Climate as Architect of Pantheons and Mythology
Climatic conditions directly determined which gods were worshipped and how they were depicted.
Agricultural civilizations (Mesopotamia, Egypt, Canaan): In regions where life depended on river flooding or timely rains, gods of fertility, water, and the dying/reviving nature became central. Sumerian Dumuzi, Egyptian Osiris, Phoenician Baal — all of them died (symbolizing drought or winter) and were resurrected (with the coming of rain or flooding). Their spouses (Inanna/Ishtar, Isis, Anat) as goddesses of the earth and fertility sought and returned them, reflecting the desperate hope for the cyclicality of nature. Rituals, often orgiastic, were intended to magically stimulate the fertility of the land.

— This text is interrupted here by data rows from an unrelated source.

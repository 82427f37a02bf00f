//! Handlers for redirect management endpoints.

use axum::{
    Extension, Json,
    extract::{Path, Query, State},
    http::StatusCode,
};
use validator::Validate;

use crate::api::dto::pagination::{PaginationMeta, PaginationQuery};
use crate::api::dto::redirect::{
    CreateRedirectRequest, RedirectListResponse, RedirectResponse, UpdateRedirectRequest,
};
use crate::api::middleware::auth::CurrentUser;
use crate::domain::entities::RedirectPatch;
use crate::domain::log_event::{Actor, LogEvent};
use crate::error::AppError;
use crate::state::AppState;

/// Registers a new redirect.
///
/// # Endpoint
///
/// `POST /v0/redirect` (bearer-protected)
///
/// # Request Body
///
/// ```json
/// {
///   "short_link": "docs",               // optional, generated if absent
///   "url": "https://example.com/docs",
///   "response_status": 307,             // optional, one of 301/302/303/307/308
///   "body": ""                          // optional
/// }
/// ```
///
/// # Errors
///
/// Returns 400 Bad Request if validation fails.
/// Returns 409 Conflict if the short link is already taken.
pub async fn create_redirect_handler(
    State(state): State<AppState>,
    Extension(current): Extension<CurrentUser>,
    Json(payload): Json<CreateRedirectRequest>,
) -> Result<(StatusCode, Json<RedirectResponse>), AppError> {
    payload.validate()?;

    let redirect = state
        .redirect_service
        .create(
            payload.short_link,
            payload.url,
            payload.response_status,
            payload.body,
        )
        .await?;

    state.audit(
        Actor::user(&current.username),
        LogEvent::RedirectCreated {
            short_link: redirect.short_link.clone(),
            url: redirect.url.clone(),
        },
    );

    Ok((StatusCode::CREATED, Json(redirect.into())))
}

/// Lists redirects with pagination.
///
/// # Endpoint
///
/// `GET /v0/redirect?page=1&page_size=20` (bearer-protected)
pub async fn list_redirects_handler(
    State(state): State<AppState>,
    Query(query): Query<PaginationQuery>,
) -> Result<Json<RedirectListResponse>, AppError> {
    let (page, page_size) = query.sanitize();

    let (items, total) = state.redirect_service.list(page, page_size).await?;

    Ok(Json(RedirectListResponse {
        items: items.into_iter().map(Into::into).collect(),
        pagination: PaginationMeta {
            page,
            page_size,
            total,
        },
    }))
}

/// Fetches a single redirect.
///
/// # Endpoint
///
/// `GET /v0/redirect/{short_link}` (bearer-protected)
///
/// # Errors
///
/// Returns 404 Not Found if the redirect doesn't exist.
pub async fn get_redirect_handler(
    Path(short_link): Path<String>,
    State(state): State<AppState>,
    Extension(current): Extension<CurrentUser>,
) -> Result<Json<RedirectResponse>, AppError> {
    let redirect = state.redirect_service.get(&short_link).await?;

    state.audit(
        Actor::user(&current.username),
        LogEvent::RedirectRead {
            short_link: redirect.short_link.clone(),
        },
    );

    Ok(Json(redirect.into()))
}

/// Partially updates a redirect.
///
/// # Endpoint
///
/// `PATCH /v0/redirect/{short_link}` (bearer-protected)
///
/// # Request Body
///
/// All fields are optional. Only provided fields are changed.
///
/// ```json
/// {
///   "url": "https://new-destination.com",
///   "response_status": 301,
///   "body": "moved"
/// }
/// ```
///
/// # Errors
///
/// Returns 404 Not Found if the redirect doesn't exist.
/// Returns 400 Bad Request if no fields are provided or validation fails.
pub async fn update_redirect_handler(
    Path(short_link): Path<String>,
    State(state): State<AppState>,
    Extension(current): Extension<CurrentUser>,
    Json(payload): Json<UpdateRedirectRequest>,
) -> Result<Json<RedirectResponse>, AppError> {
    payload.validate()?;

    let patch = RedirectPatch {
        url: payload.url,
        response_status: payload.response_status,
        body: payload.body,
    };

    let redirect = state.redirect_service.update(&short_link, patch).await?;

    state.audit(
        Actor::user(&current.username),
        LogEvent::RedirectUpdated {
            short_link: redirect.short_link.clone(),
        },
    );

    Ok(Json(redirect.into()))
}

/// Removes a redirect.
///
/// # Endpoint
///
/// `DELETE /v0/redirect/{short_link}` (bearer-protected)
///
/// # Errors
///
/// Returns 404 Not Found if the redirect doesn't exist.
pub async fn delete_redirect_handler(
    Path(short_link): Path<String>,
    State(state): State<AppState>,
    Extension(current): Extension<CurrentUser>,
) -> Result<StatusCode, AppError> {
    state.redirect_service.remove(&short_link).await?;

    state.audit(
        Actor::user(&current.username),
        LogEvent::RedirectRemoved { short_link },
    );

    Ok(StatusCode::NO_CONTENT)
}
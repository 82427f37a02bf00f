//! Persisted audit log row.

use chrono::{DateTime, Utc};

use crate::domain::log_event::{Actor, LogEvent};

/// A row in the append-only audit log.
///
/// `actor` and `event` are stored as JSON text columns; decoding happens in
/// the repository so the rest of the code works with typed values.
#[derive(Debug, Clone)]
pub struct LogEntry {
    pub id: i64,
    pub actor: Actor,
    pub event: LogEvent,
    pub created_at: DateTime<Utc>,
}

#[cfg(test)]
mod tests {
    use super::*;

    #[test]
    fn test_log_entry_holds_typed_payload() {
        let entry = LogEntry {
            id: 1,
            actor: Actor::Cli,
            event: LogEvent::RedirectRemoved {
                short_link: "docs".to_string(),
            },
            created_at: Utc::now(),
        };

        assert_eq!(entry.actor, Actor::Cli);
        assert!(matches!(entry.event, LogEvent::RedirectRemoved { .. }));
    }
}
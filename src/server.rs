//! HTTP server initialization and runtime setup.
//!
//! Handles database connections, worker spawning, and Axum server lifecycle.

use crate::application::services::{AuthService, JwtService, RedirectService, UserService};
use crate::config::Config;
use crate::domain::log_worker::run_log_worker;
use crate::infrastructure::persistence::{
    SqliteLogRepository, SqliteRedirectRepository, SqliteUserRepository,
};
use crate::routes::app_router;
use crate::state::AppState;

use anyhow::Result;
use axum::ServiceExt;
use axum::extract::Request;
use sqlx::sqlite::SqlitePoolOptions;
use std::net::SocketAddr;
use std::sync::Arc;
use std::time::Duration;
use tokio::sync::mpsc;

/// Runs the HTTP server with the given configuration.
///
/// Initializes:
/// - SQLite connection pool
/// - Apply migrations
/// - Background audit log worker
/// - Axum HTTP server
///
/// # Errors
///
/// Returns an error if:
/// - Database connection fails
/// - Server bind fails
/// - Server runtime error occurs
pub async fn run(config: Config) -> Result<()> {
    let pool = SqlitePoolOptions::new()
        .max_connections(config.db_max_connections)
        .acquire_timeout(Duration::from_secs(config.db_connect_timeout))
        .connect(&config.database_url)
        .await?;
    tracing::info!("Connected to database");

    sqlx::migrate!("./migrations").run(&pool).await?;

    let pool = Arc::new(pool);
    let user_repository = Arc::new(SqliteUserRepository::new(pool.clone()));
    let redirect_repository = Arc::new(SqliteRedirectRepository::new(pool.clone()));
    let log_repository = Arc::new(SqliteLogRepository::new(pool.clone()));

    let (audit_tx, audit_rx) = mpsc::channel(config.log_queue_capacity);
    tokio::spawn(run_log_worker(audit_rx, log_repository));
    tracing::info!("Audit log worker started");

    let jwt = Arc::new(JwtService::new(
        &config.jwt_secret,
        config.access_token_minutes,
    ));

    let state = AppState {
        user_service: Arc::new(UserService::new(user_repository.clone())),
        redirect_service: Arc::new(RedirectService::new(redirect_repository)),
        auth_service: Arc::new(AuthService::new(user_repository, jwt)),
        audit_sender: audit_tx,
    };

    let app = app_router(state, config.behind_proxy);

    let addr: SocketAddr = config.listen_addr.parse()?;
    let listener = tokio::net::TcpListener::bind(addr).await?;
    tracing::info!("Listening on http://{addr}");

    axum::serve(
        listener,
        ServiceExt::<Request>::into_make_service_with_connect_info::<SocketAddr>(app),
    )
    .with_graceful_shutdown(shutdown_signal())
    .await?;

    Ok(())
}

/// Resolves when Ctrl-C is received.
async fn shutdown_signal() {
    if let Err(e) = tokio::signal::ctrl_c().await {
        tracing::error!(error = %e, "Failed to install shutdown handler");
        return;
    }

    tracing::info!("Shutdown signal received");
}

Arid highland civilizations (Ancient Greece, Iran): Here, where water was scarce and thunderstorms were powerful and terrifying phenomena, the supreme deity was a thunder god: Greek Zeus, Indo-European Perun, Hittite Teshub. He controlled rain as a favor and thunder as wrath.
Steppes nomads: For them, in the open, boundless space and dependence on the condition of pastures, a monotheistic or genocentric cult of the Sky as the supreme, often impersonal deity (Tengri among the Turks and Mongols) developed. Climate here formed not a god-«manager» of weather but an abstract supreme beginning, embodying order and d ...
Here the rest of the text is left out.